Required work:
Filter the entries for the string "actions". Copy each line that has it.

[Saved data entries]
•••

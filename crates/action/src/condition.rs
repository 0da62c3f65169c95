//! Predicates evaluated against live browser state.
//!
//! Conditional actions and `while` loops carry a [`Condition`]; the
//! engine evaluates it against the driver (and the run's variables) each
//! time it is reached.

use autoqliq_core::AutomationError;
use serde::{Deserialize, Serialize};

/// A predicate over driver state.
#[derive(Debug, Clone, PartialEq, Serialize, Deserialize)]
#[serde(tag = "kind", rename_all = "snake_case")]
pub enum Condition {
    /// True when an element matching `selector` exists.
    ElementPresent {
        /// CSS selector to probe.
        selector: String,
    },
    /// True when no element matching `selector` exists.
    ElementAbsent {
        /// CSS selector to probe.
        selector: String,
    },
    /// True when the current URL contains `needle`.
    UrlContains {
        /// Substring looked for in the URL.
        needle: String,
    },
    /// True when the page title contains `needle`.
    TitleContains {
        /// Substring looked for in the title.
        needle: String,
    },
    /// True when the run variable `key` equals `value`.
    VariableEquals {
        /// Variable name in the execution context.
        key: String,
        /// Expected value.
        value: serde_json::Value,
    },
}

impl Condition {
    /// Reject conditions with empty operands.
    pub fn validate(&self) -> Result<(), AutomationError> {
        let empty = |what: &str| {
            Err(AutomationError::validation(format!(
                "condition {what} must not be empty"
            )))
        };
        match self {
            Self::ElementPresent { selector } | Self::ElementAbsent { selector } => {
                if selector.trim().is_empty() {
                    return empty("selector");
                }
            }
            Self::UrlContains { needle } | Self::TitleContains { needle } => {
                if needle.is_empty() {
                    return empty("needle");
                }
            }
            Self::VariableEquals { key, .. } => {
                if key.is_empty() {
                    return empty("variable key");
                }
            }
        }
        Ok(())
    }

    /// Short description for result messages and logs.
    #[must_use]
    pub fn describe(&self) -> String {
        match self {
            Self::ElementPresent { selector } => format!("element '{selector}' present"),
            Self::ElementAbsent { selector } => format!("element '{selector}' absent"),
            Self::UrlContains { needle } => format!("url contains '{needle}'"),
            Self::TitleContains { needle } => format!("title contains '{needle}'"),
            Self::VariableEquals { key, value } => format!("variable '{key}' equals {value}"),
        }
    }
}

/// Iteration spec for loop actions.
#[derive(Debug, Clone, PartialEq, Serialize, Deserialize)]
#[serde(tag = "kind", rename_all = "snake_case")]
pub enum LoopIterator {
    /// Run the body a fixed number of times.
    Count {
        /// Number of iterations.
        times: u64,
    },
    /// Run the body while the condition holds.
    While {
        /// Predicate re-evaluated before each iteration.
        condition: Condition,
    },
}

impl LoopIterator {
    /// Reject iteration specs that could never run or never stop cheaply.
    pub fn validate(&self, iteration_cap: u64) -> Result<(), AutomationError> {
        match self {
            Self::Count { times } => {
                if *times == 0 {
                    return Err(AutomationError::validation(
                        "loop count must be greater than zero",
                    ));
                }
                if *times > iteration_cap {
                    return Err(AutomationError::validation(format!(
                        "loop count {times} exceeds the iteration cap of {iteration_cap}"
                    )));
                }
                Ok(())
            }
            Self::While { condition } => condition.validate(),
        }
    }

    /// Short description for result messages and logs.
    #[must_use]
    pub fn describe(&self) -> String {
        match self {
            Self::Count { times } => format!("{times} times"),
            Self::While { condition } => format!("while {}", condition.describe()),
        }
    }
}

•••

Solution to this exercise:
//! Conditional actions and `while` loops carry a [`Condition`]; the
/// Iteration spec for loop actions.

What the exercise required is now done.